Uber usou lobby e práticas ilícitas para entrar em cidades, aponta vazamento
Uber Files revelam que executivos tentaram explorar narrativa de violência contra motoristas e se consideravam "ilegais pra caramba"
Uber Files revelam que executivos tentaram explorar narrativa de violência contra motoristas e se consideravam "ilegais pra caramba"
Você deve se lembrar de como foi a chegada da Uber ao Brasil: confrontos com autoridades e muita revolta de taxistas. Este roteiro foi mais ou menos o mesmo em todo o mundo, e uma nova série de documentos dá uma ideia de como esse processo se deu dentro da empresa. Apelidados de “Uber Files”, os 124 mil arquivos se referem ao período de 2013 a 2017. Eles foram revelados em uma série de reportagens publicada neste domingo (10).
Os documentos incluem e-mails e conversas de WhatsApp e iMessage entre executivos da imprensa, além de memorandos e anotações. Eles foram entregues ao jornal britânico The Guardian, que os compartilhou com o Consórcio Internacional de Jornalistas Investigativos (ICIJ, na sigla em inglês).
Um dos aspectos revelados pelo vazamento é que os maiores executivos da Uber tinham plena ciência de que seu negócio não estava de acordo com as leis.
Em uma mensagem enviada a um colega em 2014, Nairi Hourdaijan, chefe de comunicações globais da empresa, disse isso com todas as letras: “Às vezes nós temos problemas porque, bem, nós somos ilegais pra caramba.”
Hourdaijan não era o único. Em uma conversa sobre o termo “além da legalidade”, que a companhia vinha usando em suas comunicações, outro executivo afirma, em um e-mail: “Nós nos tornamos oficialmente piratas.”
Os executivos tanto estavam cientes dessa situação que os sistemas da empresa contavam com um “botão de desligar”, a ser acionado caso autoridades fechassem o cerco contra a companhia. Ele que restringiria imediatamente o acesso a dados sensíveis, como a lista de motoristas.

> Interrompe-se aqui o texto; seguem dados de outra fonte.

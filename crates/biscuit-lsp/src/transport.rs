//! LSP transport implementation (JSON-RPC over stdio).
//!
//! Reading and writing are split so the event reader and the outgoing writer
//! can run as independent tasks.

use crate::error::{LspError, LspResult};
use crate::pending::RequestId;
use serde::{Deserialize, Serialize};
use serde_json::Value;
use std::collections::HashMap;
use std::path::Path;
use std::process::Stdio;
use tokio::io::{AsyncBufRead, AsyncBufReadExt, AsyncReadExt, AsyncWrite, AsyncWriteExt, BufReader};
use tokio::process::{Child, ChildStdin, ChildStdout, Command};
use tracing::{debug, trace};

/// JSON-RPC request.
#[derive(Debug, Clone, Serialize, Deserialize)]
pub struct JsonRpcRequest {
    pub jsonrpc: String,
    pub id: RequestId,
    pub method: String,
    #[serde(skip_serializing_if = "Option::is_none")]
    pub params: Option<Value>,
}

impl JsonRpcRequest {
    pub fn new(id: RequestId, method: impl Into<String>, params: Option<Value>) -> Self {
        Self {
            jsonrpc: "2.0".to_string(),
            id,
            method: method.into(),
            params,
        }
    }
}

/// JSON-RPC response.
///
/// `id` is kept raw: servers answer parse errors with `null`, and requests
/// they send us may use string ids.
#[derive(Debug, Clone, Serialize, Deserialize)]
pub struct JsonRpcResponse {
    pub jsonrpc: String,
    pub id: Value,
    #[serde(default)]
    pub result: Option<Value>,
    #[serde(skip_serializing_if = "Option::is_none")]
    pub error: Option<JsonRpcError>,
}

/// JSON-RPC error.
#[derive(Debug, Clone, Serialize, Deserialize)]
pub struct JsonRpcError {
    pub code: i64,
    pub message: String,
    #[serde(skip_serializing_if = "Option::is_none")]
    pub data: Option<Value>,
}

/// JSON-RPC notification.
#[derive(Debug, Clone, Serialize, Deserialize)]
pub struct JsonRpcNotification {
    pub jsonrpc: String,
    pub method: String,
    #[serde(skip_serializing_if = "Option::is_none")]
    pub params: Option<Value>,
}

impl JsonRpcNotification {
    pub fn new(method: impl Into<String>, params: Option<Value>) -> Self {
        Self {
            jsonrpc: "2.0".to_string(),
            method: method.into(),
            params,
        }
    }
}

/// A request the server sends to us.
#[derive(Debug, Clone, Serialize, Deserialize)]
pub struct JsonRpcServerRequest {
    pub id: Value,
    pub method: String,
    #[serde(default)]
    pub params: Option<Value>,
}

/// A message read from the server.
#[derive(Debug, Clone)]
pub enum IncomingMessage {
    Response(JsonRpcResponse),
    Notification(JsonRpcNotification),
    Request(JsonRpcServerRequest),
}

impl IncomingMessage {
    /// Classify a JSON-RPC frame by which of `id`/`method` it carries.
    pub fn parse(content: &str) -> LspResult<Self> {
        let value: Value = serde_json::from_str(content)?;
        let has_method = value.get("method").is_some();
        let has_id = value.get("id").is_some();
        match (has_method, has_id) {
            (true, true) => Ok(Self::Request(serde_json::from_value(value)?)),
            (true, false) => Ok(Self::Notification(serde_json::from_value(value)?)),
            (false, true) => Ok(Self::Response(serde_json::from_value(value)?)),
            (false, false) => Err(LspError::protocol_error(
                "message has neither `id` nor `method`",
            )),
        }
    }
}

/// A message the core wants sent to the server.
#[derive(Debug, Clone, PartialEq)]
pub enum Outgoing {
    Request {
        id: RequestId,
        method: String,
        params: Value,
    },
    Notification {
        method: String,
        params: Value,
    },
    /// Reply to a server-initiated request.
    Reply { id: Value, result: Value },
}

impl Outgoing {
    pub fn request(id: RequestId, method: impl Into<String>, params: Value) -> Self {
        Self::Request {
            id,
            method: method.into(),
            params,
        }
    }

    pub fn notification(method: impl Into<String>, params: Value) -> Self {
        Self::Notification {
            method: method.into(),
            params,
        }
    }

    /// Method name, or `None` for replies.
    pub fn method(&self) -> Option<&str> {
        match self {
            Self::Request { method, .. } | Self::Notification { method, .. } => Some(method),
            Self::Reply { .. } => None,
        }
    }

    /// Serialize to a JSON-RPC body.
    pub fn to_json(&self) -> LspResult<String> {
        let body = match self {
            Self::Request { id, method, params } => serde_json::to_string(&JsonRpcRequest::new(
                *id,
                method.as_str(),
                Some(params.clone()),
            ))?,
            Self::Notification { method, params } => serde_json::to_string(
                &JsonRpcNotification::new(method.as_str(), Some(params.clone())),
            )?,
            // `result` must be present even when null, so build it by hand.
            Self::Reply { id, result } => serde_json::to_string(&serde_json::json!({
                "jsonrpc": "2.0",
                "id": id,
                "result": result,
            }))?,
        };
        Ok(body)
    }
}

/// Reads Content-Length framed messages.
pub struct MessageReader<R> {
    inner: R,
}

impl<R: AsyncBufRead + Unpin> MessageReader<R> {
    pub fn new(inner: R) -> Self {
        Self { inner }
    }

    /// Read one message body. `Ok(None)` means the server closed its output
    /// between messages.
    pub async fn read_message(&mut self) -> LspResult<Option<String>> {
        // Read headers
        let mut content_length: Option<usize> = None;
        let mut saw_header = false;
        loop {
            let mut line = String::new();
            let bytes = self.inner.read_line(&mut line).await?;
            if bytes == 0 {
                if saw_header {
                    return Err(LspError::connection_closed(
                        "server closed connection mid-message",
                    ));
                }
                return Ok(None);
            }

            let line = line.trim();
            if line.is_empty() {
                if saw_header {
                    break;
                }
                continue;
            }
            saw_header = true;

            if let Some((name, value)) = line.split_once(':') {
                if name.trim().eq_ignore_ascii_case("content-length") {
                    content_length = Some(
                        value
                            .trim()
                            .parse()
                            .map_err(|_| LspError::protocol_error("Invalid Content-Length"))?,
                    );
                }
            }
        }

        let content_length = content_length
            .ok_or_else(|| LspError::protocol_error("Missing Content-Length header"))?;

        // Read content
        let mut content = vec![0u8; content_length];
        self.inner.read_exact(&mut content).await?;

        let content = String::from_utf8(content)
            .map_err(|e| LspError::protocol_error(format!("Invalid UTF-8: {e}")))?;

        trace!(content = %content, "Received LSP message");

        Ok(Some(content))
    }
}

/// Writes Content-Length framed messages.
pub struct MessageWriter<W> {
    inner: W,
}

impl<W: AsyncWrite + Unpin> MessageWriter<W> {
    pub fn new(inner: W) -> Self {
        Self { inner }
    }

    pub async fn send(&mut self, message: &Outgoing) -> LspResult<()> {
        self.write_frame(&message.to_json()?).await
    }

    /// Write one already-serialized body.
    pub async fn write_frame(&mut self, content: &str) -> LspResult<()> {
        let message = format!("Content-Length: {}\r\n\r\n{}", content.len(), content);
        trace!(message = %content, "Sending LSP message");

        self.inner.write_all(message.as_bytes()).await?;
        self.inner.flush().await?;

        Ok(())
    }
}

/// A spawned language server and its stdio pipes.
pub struct ServerProcess {
    pub child: Child,
    pub reader: MessageReader<BufReader<ChildStdout>>,
    pub writer: MessageWriter<ChildStdin>,
}

impl ServerProcess {
    /// Spawn the server process. It is killed if the handle is dropped.
    pub fn spawn(
        command: &str,
        args: &[String],
        env: &HashMap<String, String>,
        cwd: Option<&Path>,
    ) -> LspResult<Self> {
        let mut cmd = Command::new(command);
        cmd.args(args)
            .stdin(Stdio::piped())
            .stdout(Stdio::piped())
            .stderr(Stdio::null())
            .envs(env)
            .kill_on_drop(true);

        if let Some(dir) = cwd {
            cmd.current_dir(dir);
        }

        debug!(command = command, args = ?args, "Starting LSP server");

        let mut child = cmd
            .spawn()
            .map_err(|e| LspError::ProcessError(format!("Failed to start {command}: {e}")))?;

        let stdin = child
            .stdin
            .take()
            .ok_or_else(|| LspError::ProcessError("Failed to get stdin".to_string()))?;

        let stdout = child
            .stdout
            .take()
            .ok_or_else(|| LspError::ProcessError("Failed to get stdout".to_string()))?;

        Ok(Self {
            child,
            reader: MessageReader::new(BufReader::new(stdout)),
            writer: MessageWriter::new(stdin),
        })
    }
}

O botão teria sido acionado no mínimo 12 vezes na Europa e na Ásia.
A Uber não arrumava confrontos apenas com a lei. Os taxistas, que até então eram os únicos prestadores desse tipo de serviço, também se revoltavam e protestavam. E Travis Kalanick, co-fundador da empresa e CEO até 2017, não via problema nisso — pelo contrário. Segundo os documentos, ele gostava.
Executivos da companhia alertaram para não mandar motoristas a um protesto na França, porque havia risco de violência por parte dos motoristas de táxi. Kalanick discordou. “Eu acho que vale a pena. A violência garante sucesso.” Kalanick nega ter sugerido isso.
Um ex-executivo sênior disse ao Guardian que a empresa buscava “instrumentalizar” os motoristas e explorar a violência para “manter a polêmica rendendo”.
Em Amsterdã (Holanda), homens mascarados atacaram motoristas da Uber. A empresa encorajou os motoristas a procurarem a polícia e, depois, compartilhou os boletins de ocorrência com o principal jornal da cidade.
Um gerente disse que a Uber deveria “manter a narrativa de violência rolando por alguns dias, antes de oferecer a solução”.
Além da ilegalidade e da violência, os Uber Files jogam luz na relação da empresa com autoridades. A maior delas talvez seja Emmanuel Macron, atual presidente da França. Quando era ministro da Economia do país, em 2014, ele teve papel crucial na legalização do serviço.
Macron e Kalanick teriam se encontrado ao menos quatro vezes. O então ministro trabalhou com a empresa para reescrever a legislação que controlava os serviços. A Uber foi a responsável por dar o “esqueleto regulatório” para o compartilhamento de viagens.
Em junho de 2015, quando taxistas fizeram protestos violentos, Macron prometeu que iria preparar a reforma e corrigir a lei. Ainda naquele ano, ele assinou um decreto relaxando as exigências para motoristas da Uber serem autorizados a trabalhar.
Macron não foi o único. Os arquivos também revelam que Neelie Kroes, ex-comissária da União Europeia, chegou a conversar sobre um possível cargo na Uber antes de deixar seu cargo, além de fazer lobby para a companhia.
Em uma nota publicada em seu site, a Uber diz que “não foram poucos os erros antes de 2017” e que “não tem e não vai dar desculpas por comportamentos passados, que claramente não estão alinhados com seus valores atuais”.
A companhia diz ter passado por um enorme escrutínio público e processos, investigações e desligamento de executivos.
Segundo o texto, a chegada do novo CEO, Dara Khosrowshahi, representou uma mudança nos valores. A empresa destaca que 90% dos funcionários atuais foram contratados pela nova chefia.
Com informações: The Verge, TechCrunch, The Guardian.